- **Exercise prompt**: Nothing past the line containing "fn mapping(config: &ComparisonConfig, field: Field)" belongs in the output. Copy exactly every line of the data below from the first up to and including it.

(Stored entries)
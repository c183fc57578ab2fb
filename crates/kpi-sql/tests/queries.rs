//! Tests for the generated query shapes.

use kpi_model::{
    BenchmarkSettings, ComparisonConfig, Field, FieldMapping, TableKind, Topic, TopicSettings,
    TopicSpec,
};
use kpi_sql::{
    PlanEntry, PlanOptions, RankSource, SourceFilter, SqlError, TopN, generate_comparison_query,
    generate_kpi_query, generate_top_n_comparison_query, plan_topic,
};

fn education_config(with_benchmark: bool) -> ComparisonConfig {
    let mut config = ComparisonConfig::default();
    config.topics.insert(
        Topic::Education,
        TopicSettings {
            exclude_values: vec!["unknown".to_string()],
            benchmark: with_benchmark.then(|| BenchmarkSettings {
                label: "ipeds".to_string(),
                from: Some("benchmarks.ipeds.completions".to_string()),
                id_col: Some("UNITID".to_string()),
                country_col: None,
            }),
            ..TopicSettings::default()
        },
    );
    config
}

fn mapping(config: &ComparisonConfig, field: Field) -> FieldMapping {
    TopicSpec::resolve(config, field.topic())
        .unwrap()
        .field(field)
        .unwrap()
        .clone()
}

/// Text between the last top-level `SELECT` and the following `FROM`.
fn final_select_columns(sql: &str) -> Vec<String> {
    let start = sql.rfind("\nSELECT\n").expect("final select") + "\nSELECT\n".len();
    let end = start + sql[start..].find("\nFROM").expect("final from");
    sql[start..end]
        .split(",\n")
        .map(|column| column.trim().to_string())
        .collect()
}

#[test]
fn kpi_query_is_a_single_row_with_four_metrics() {
    let config = education_config(false);
    let mapping = mapping(&config, Field::BgiDegreeMaxPerId);
    let exclude = vec!["unknown".to_string()];
    let sql = generate_kpi_query(&mapping, &config.versions, &SourceFilter::new(&exclude));

    assert!(!sql.contains("GROUP BY"));
    assert!(sql.contains(
        "COUNT(DISTINCT CASE WHEN FIELD_VALUE IS NOT NULL AND FIELD_VALUE NOT ILIKE '%unknown%' THEN ID END) AS PROFILES"
    ));
    let columns = final_select_columns(&sql);
    assert_eq!(
        columns,
        vec![
            "COALESCE(CAST(kpi_base.PROFILES AS DOUBLE) / NULLIF(kpi_base.TOTAL, 0), 0) AS COV_V5_OCT25",
            "COALESCE(CAST(kpi_new.PROFILES AS DOUBLE) / NULLIF(kpi_new.TOTAL, 0), 0) AS COV_V5_JAN26",
            "kpi_base.PROFILES AS PROFILES_V5_OCT25",
            "kpi_new.PROFILES AS PROFILES_V5_JAN26",
        ]
    );
    assert!(sql.ends_with("FROM kpi_base\nCROSS JOIN kpi_new"));
}

#[test]
fn kpi_query_adds_benchmark_metrics_only_when_configured() {
    let config = education_config(true);
    let mapping = mapping(&config, Field::BgiDegree);
    let sql = generate_kpi_query(&mapping, &config.versions, &SourceFilter::default());

    assert!(sql.contains("SELECT UNITID AS ID, BGI_DEGREE AS FIELD_VALUE"));
    assert!(sql.contains("FROM benchmarks.ipeds.completions"));
    assert_eq!(final_select_columns(&sql).len(), 6);
    assert!(sql.contains("AS COV_IPEDS"));
    assert!(sql.contains("AS PROFILES_IPEDS"));
    assert!(sql.ends_with("CROSS JOIN kpi_lc"));
}

#[test]
fn comparison_query_full_text() {
    let config = ComparisonConfig::default();
    let mapping = mapping(&config, Field::BgiDegree);
    let sql = generate_comparison_query(&mapping, &config.versions, &SourceFilter::default());

    let expected = "\
WITH src_base AS (
    SELECT PERSON_ID AS ID, BGI_DEGREE AS FIELD_VALUE
    FROM pdl_clean.v5_OCT25.education
),
src_new AS (
    SELECT PERSON_ID AS ID, BGI_DEGREE AS FIELD_VALUE
    FROM pdl_clean.v5_JAN26.education
),
cnt_base AS (
    SELECT FIELD_VALUE, COUNT(DISTINCT ID) AS CNT
    FROM src_base
    WHERE FIELD_VALUE IS NOT NULL
    GROUP BY FIELD_VALUE
),
cnt_new AS (
    SELECT FIELD_VALUE, COUNT(DISTINCT ID) AS CNT
    FROM src_new
    WHERE FIELD_VALUE IS NOT NULL
    GROUP BY FIELD_VALUE
),
merged AS (
    SELECT
        COALESCE(cnt_base.FIELD_VALUE, cnt_new.FIELD_VALUE) AS FIELD_VALUE,
        COALESCE(cnt_base.CNT, 0) AS CNT_V5_OCT25,
        COALESCE(cnt_new.CNT, 0) AS CNT_V5_JAN26
    FROM cnt_base
    FULL OUTER JOIN cnt_new ON cnt_base.FIELD_VALUE = cnt_new.FIELD_VALUE
)
SELECT
    merged.FIELD_VALUE AS FIELD_VALUE,
    merged.CNT_V5_OCT25,
    merged.CNT_V5_JAN26
FROM merged";
    assert_eq!(sql, expected);
}

#[test]
fn comparison_query_left_joins_benchmark() {
    let config = education_config(true);
    let mapping = mapping(&config, Field::BgiDegree);
    let sql = generate_comparison_query(&mapping, &config.versions, &SourceFilter::default());

    assert!(sql.contains("FULL OUTER JOIN cnt_new"));
    assert!(sql.contains("COALESCE(cnt_lc.CNT, 0) AS CNT_IPEDS"));
    assert!(sql.ends_with("LEFT JOIN cnt_lc ON cnt_lc.FIELD_VALUE = merged.FIELD_VALUE"));
    assert!(!sql.contains("FULL OUTER JOIN cnt_lc"));
    assert!(!sql.contains("ORDER BY"));
}

#[test]
fn country_scope_filters_every_source() {
    let config = education_config(true);
    let mapping = mapping(&config, Field::BgiDegree);
    let filter = SourceFilter::default().with_country(Some("United Kingdom"));
    let sql = generate_comparison_query(&mapping, &config.versions, &filter);

    assert_eq!(
        sql.matches("WHERE BGI_COUNTRY = 'United Kingdom'").count(),
        3
    );
}

#[test]
fn top_n_ranks_by_benchmark_by_default() {
    let config = education_config(true);
    let mapping = mapping(&config, Field::BgiDegreeMaxPerId);
    let sql = generate_top_n_comparison_query(
        &mapping,
        &config.versions,
        &SourceFilter::default(),
        TopN::new(25),
    )
    .unwrap();

    assert!(sql.contains(
        "ranked AS (\n    SELECT FIELD_VALUE, CNT\n    FROM cnt_lc\n    ORDER BY CNT DESC, FIELD_VALUE ASC\n    LIMIT 25\n)"
    ));
    let columns = final_select_columns(&sql);
    assert_eq!(columns[0], "ranked.FIELD_VALUE AS FIELD_VALUE");
    assert_eq!(columns.len(), 7);
    assert!(columns.iter().any(|c| c.ends_with("AS PCT_IPEDS")));
    assert!(sql.contains("NULLIF(totals.TOTAL_base, 0), 0) AS PCT_V5_OCT25"));
}

#[test]
fn top_n_without_benchmark_needs_explicit_rank_source() {
    let config = education_config(false);
    let mapping = mapping(&config, Field::BgiDegree);
    let filter = SourceFilter::default();

    let err = generate_top_n_comparison_query(&mapping, &config.versions, &filter, TopN::new(25))
        .unwrap_err();
    assert!(matches!(
        err,
        SqlError::MissingBenchmark {
            topic: Topic::Education,
            field: Field::BgiDegree
        }
    ));

    let sql = generate_top_n_comparison_query(
        &mapping,
        &config.versions,
        &filter,
        TopN::new(10).ranked_by(RankSource::New),
    )
    .unwrap();
    assert!(sql.contains("FROM cnt_new\n    ORDER BY CNT DESC"));
    assert!(sql.contains("LIMIT 10"));
    assert!(!sql.contains("cnt_lc"));
}

#[test]
fn top_n_rejects_zero() {
    let config = education_config(true);
    let mapping = mapping(&config, Field::BgiDegree);
    let result = generate_top_n_comparison_query(
        &mapping,
        &config.versions,
        &SourceFilter::default(),
        TopN::new(0),
    );
    assert!(matches!(result, Err(SqlError::EmptyTopN)));
}

#[test]
fn plan_covers_fields_countries_and_kinds() {
    let config = education_config(false);
    let spec = TopicSpec::resolve(&config, Topic::Education).unwrap();
    let options = PlanOptions::new(TopN::new(25))
        .with_fields(vec![Field::BgiDegree, Field::BgiSchoolName])
        .with_countries(vec!["United States".to_string(), "Canada".to_string()]);
    let plan = plan_topic(&config, &spec, &options).unwrap();

    // 2 fields x 2 countries x (KPI + COMP); top-N skipped without a benchmark
    assert_eq!(plan.ready_count(), 8);
    assert_eq!(plan.skipped().count(), 4);

    let first = plan.ready().next().unwrap();
    assert_eq!(first.kind, TableKind::Kpi);
    insta::assert_snapshot!(
        first.table,
        @"PROJECT_DATA.PDL_RELEASE_COMPARISONS_V5_OCT25_V5_JAN26.KPI_EDUCATION_BGI_DEGREE_UNITED_STATES"
    );
    assert!(first.statement.starts_with(
        "CREATE OR REPLACE TABLE PROJECT_DATA.PDL_RELEASE_COMPARISONS_V5_OCT25_V5_JAN26.KPI_EDUCATION_BGI_DEGREE_UNITED_STATES AS\nWITH src_base AS ("
    ));
    assert!(first.statement.contains("WHERE BGI_COUNTRY = 'United States'"));
    assert!(matches!(plan.entries[2], PlanEntry::Skipped(_)));
}

#[test]
fn plan_defaults_to_all_fields_unscoped() {
    let config = education_config(true);
    let spec = TopicSpec::resolve(&config, Topic::Education).unwrap();
    let plan = plan_topic(&config, &spec, &PlanOptions::new(TopN::new(25))).unwrap();

    assert_eq!(plan.ready_count(), Topic::Education.fields().len() * 3);
    assert!(plan.ready().all(|t| t.country.is_none()));
    assert!(
        plan.ready()
            .any(|t| t.table.table == "COMPLC_EDUCATION_BGI_SCHOOL_NAME")
    );
}

#[test]
fn plan_rejects_field_of_other_topic() {
    let config = education_config(false);
    let spec = TopicSpec::resolve(&config, Topic::Education).unwrap();
    let options = PlanOptions::new(TopN::new(25)).with_fields(vec![Field::BgiCity]);
    assert!(matches!(
        plan_topic(&config, &spec, &options),
        Err(SqlError::Config(_))
    ));
}
//! quizclock CLI — timed quizzes in the terminal.

use std::path::PathBuf;
use std::process;

use clap::{Parser, Subcommand};
use tracing_subscriber::EnvFilter;

mod commands;
mod config;

#[derive(Parser)]
#[command(name = "quizclock", version, about = "Timed terminal quizzes from CSV files")]
struct Cli {
    #[command(subcommand)]
    command: Commands,
}

#[derive(Subcommand)]
enum Commands {
    /// Play a quiz
    Play {
        /// CSV file of `question,answer` rows
        #[arg(long)]
        problems: Option<PathBuf>,

        /// Time limit for the whole quiz in seconds (0 = no limit)
        #[arg(long)]
        limit: Option<u64>,

        /// Shuffle the questions before playing
        #[arg(long)]
        shuffle: bool,

        /// Seed for a reproducible shuffle (implies --shuffle)
        #[arg(long)]
        seed: Option<u64>,

        /// Report format: text, json
        #[arg(long, default_value = "text")]
        format: String,

        /// Config file path
        #[arg(long)]
        config: Option<PathBuf>,
    },

    /// Validate a question file
    Validate {
        /// CSV file of `question,answer` rows
        #[arg(long)]
        problems: PathBuf,

        /// Print every question and answer
        #[arg(long)]
        show: bool,
    },

    /// Create a starter config and question file
    Init,
}

#[tokio::main]
async fn main() {
    tracing_subscriber::fmt()
        .with_writer(std::io::stderr)
        .with_env_filter(
            EnvFilter::try_from_default_env().unwrap_or_else(|_| EnvFilter::new("quizclock=warn")),
        )
        .init();

    let cli = Cli::parse();

    let result = match cli.command {
        Commands::Play {
            problems,
            limit,
            shuffle,
            seed,
            format,
            config,
        } => commands::play::execute(problems, limit, shuffle, seed, format, config).await,
        Commands::Validate { problems, show } => commands::validate::execute(problems, show),
        Commands::Init => commands::init::execute(),
    };

    if let Err(e) = result {
        eprintln!("Error: {e:#}");
        process::exit(1);
    }
}
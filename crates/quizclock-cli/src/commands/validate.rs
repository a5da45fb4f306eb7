//! The `quizclock validate` command.

use std::path::PathBuf;

use anyhow::Result;
use comfy_table::{Cell, Table};

use quizclock_core::parser;

pub fn execute(problems: PathBuf, show: bool) -> Result<()> {
    let questions = parser::parse_question_file(&problems)?;

    println!(
        "Question set: {} ({} questions)",
        problems.display(),
        questions.len()
    );

    if show {
        let mut table = Table::new();
        table.set_header(vec!["#", "Question", "Answer"]);
        for (index, q) in questions.iter().enumerate() {
            table.add_row(vec![
                Cell::new(index + 1),
                Cell::new(q.prompt()),
                Cell::new(q.expected_answer()),
            ]);
        }
        println!("{table}");
    }

    let warnings = parser::validate_questions(&questions);
    for w in &warnings {
        println!("  [row {}] WARNING: {}", w.row, w.message);
    }

    if warnings.is_empty() {
        println!("All questions valid.");
    } else {
        println!("\n{} warning(s) found.", warnings.len());
    }

    Ok(())
}
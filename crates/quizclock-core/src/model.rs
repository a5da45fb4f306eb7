//! Question records.
//!
//! A record pairs an immutable prompt and expected answer with the answer
//! state written during a single play session.

use serde::Serialize;

/// One question of a quiz and the outcome of asking it.
#[derive(Debug, Clone, PartialEq, Eq, Serialize)]
pub struct QuestionRecord {
    prompt: String,
    expected_answer: String,
    response: String,
    was_asked: bool,
    is_correct: bool,
}

impl QuestionRecord {
    pub fn new(prompt: impl Into<String>, expected_answer: impl Into<String>) -> Self {
        Self {
            prompt: prompt.into(),
            expected_answer: expected_answer.into(),
            response: String::new(),
            was_asked: false,
            is_correct: false,
        }
    }

    pub fn prompt(&self) -> &str {
        &self.prompt
    }

    pub fn expected_answer(&self) -> &str {
        &self.expected_answer
    }

    /// The normalized response, empty until the question is answered.
    pub fn response(&self) -> &str {
        &self.response
    }

    pub fn was_asked(&self) -> bool {
        self.was_asked
    }

    pub fn is_correct(&self) -> bool {
        self.is_correct
    }

    /// Store the user's answer and score it.
    ///
    /// Only trailing carriage returns and line feeds are stripped; the
    /// comparison is otherwise exact and case-sensitive. Must be called at
    /// most once per run.
    pub fn record_answer(&mut self, raw: &str) {
        self.response = raw.trim_end_matches(['\r', '\n']).to_string();
        self.was_asked = true;
        self.is_correct = self.response == self.expected_answer;
    }

    /// Review line for an asked question that was answered wrongly.
    pub fn describe_if_wrong(&self) -> Option<String> {
        if self.was_asked && !self.is_correct {
            Some(format!(
                "'{}' is '{}'; you said '{}'",
                self.prompt, self.expected_answer, self.response
            ))
        } else {
            None
        }
    }
}
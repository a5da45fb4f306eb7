//! The `quizclock init` command.

use std::path::Path;

use anyhow::{Context, Result};

pub fn execute() -> Result<()> {
    write_if_missing(Path::new("quizclock.toml"), SAMPLE_CONFIG)?;
    write_if_missing(Path::new("problems.csv"), SAMPLE_PROBLEMS)?;

    println!("\nNext steps:");
    println!("  1. Edit problems.csv with your own questions");
    println!("  2. Run: quizclock validate --problems problems.csv");
    println!("  3. Run: quizclock play");

    Ok(())
}

fn write_if_missing(path: &Path, content: &str) -> Result<()> {
    if path.exists() {
        println!("{} already exists, skipping.", path.display());
    } else {
        std::fs::write(path, content)
            .with_context(|| format!("failed to write {}", path.display()))?;
        println!("Created {}", path.display());
    }
    Ok(())
}

const SAMPLE_CONFIG: &str = r#"# quizclock configuration

problems = "problems.csv"
# Whole-quiz time limit in seconds, 0 for no limit
time_limit_secs = 0
shuffle = false
"#;

const SAMPLE_PROBLEMS: &str = "5+5,10
7+3,10
1+1,2
8+3,11
1+2,3
8+6,14
3+1,4
1+4,5
5+1,6
2+3,5
3+3,6
2+4,6
5+2,7
\"what 2+2, sir?\",4
";
//! Quiz error types.
//!
//! Every variant here is fatal for the current run: import failures abort
//! before any question is asked, and engine misuse is rejected rather than
//! left undefined. Wrong answers and timeouts are not errors.

use std::path::PathBuf;

use thiserror::Error;

/// Errors that can occur while importing or running a quiz.
#[derive(Debug, Error)]
pub enum QuizError {
    /// The question file could not be opened.
    #[error("unable to open '{}': {source}", path.display())]
    Open {
        path: PathBuf,
        #[source]
        source: std::io::Error,
    },

    /// A row could not be parsed as CSV.
    #[error("error reading CSV row {row}: {source}")]
    Malformed {
        row: usize,
        #[source]
        source: csv::Error,
    },

    /// A row has fewer than the two required columns.
    #[error("row {row} has {found} column(s), expected a question and an answer")]
    MissingColumn { row: usize, found: usize },

    /// Too many abandoned reads are still waiting on the input stream.
    #[error("{pending} reads are still pending on the input stream (limit {limit})")]
    ReaderSaturated { pending: usize, limit: usize },

    /// The reader thread could not be started.
    #[error("failed to start input reader: {0}")]
    Spawn(#[source] std::io::Error),

    /// The engine has already played its one run.
    #[error("quiz has already been played")]
    AlreadyPlayed,
}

- **Exercise output**:
repository c183fc57578ab2fb
filename crates/kpi-sql/tests/queries.rs
//! Tests for the generated query shapes.

use kpi_model::{
    BenchmarkSettings, ComparisonConfig, Field, FieldMapping, TableKind, Topic, TopicSettings,
    TopicSpec,
};
use kpi_sql::{
    PlanEntry, PlanOptions, RankSource, SourceFilter, SqlError, TopN, generate_comparison_query,
    generate_kpi_query, generate_top_n_comparison_query, plan_topic,
};

fn education_config(with_benchmark: bool) -> ComparisonConfig {
    let mut config = ComparisonConfig::default();
    config.topics.insert(
        Topic::Education,
        TopicSettings {
            exclude_values: vec!["unknown".to_string()],
            benchmark: with_benchmark.then(|| BenchmarkSettings {
                label: "ipeds".to_string(),
                from: Some("benchmarks.ipeds.completions".to_string()),
                id_col: Some("UNITID".to_string()),
                country_col: None,
            }),
            ..TopicSettings::default()
        },
    );
    config
}

fn mapping(config: &ComparisonConfig, field: Field) -> FieldMapping {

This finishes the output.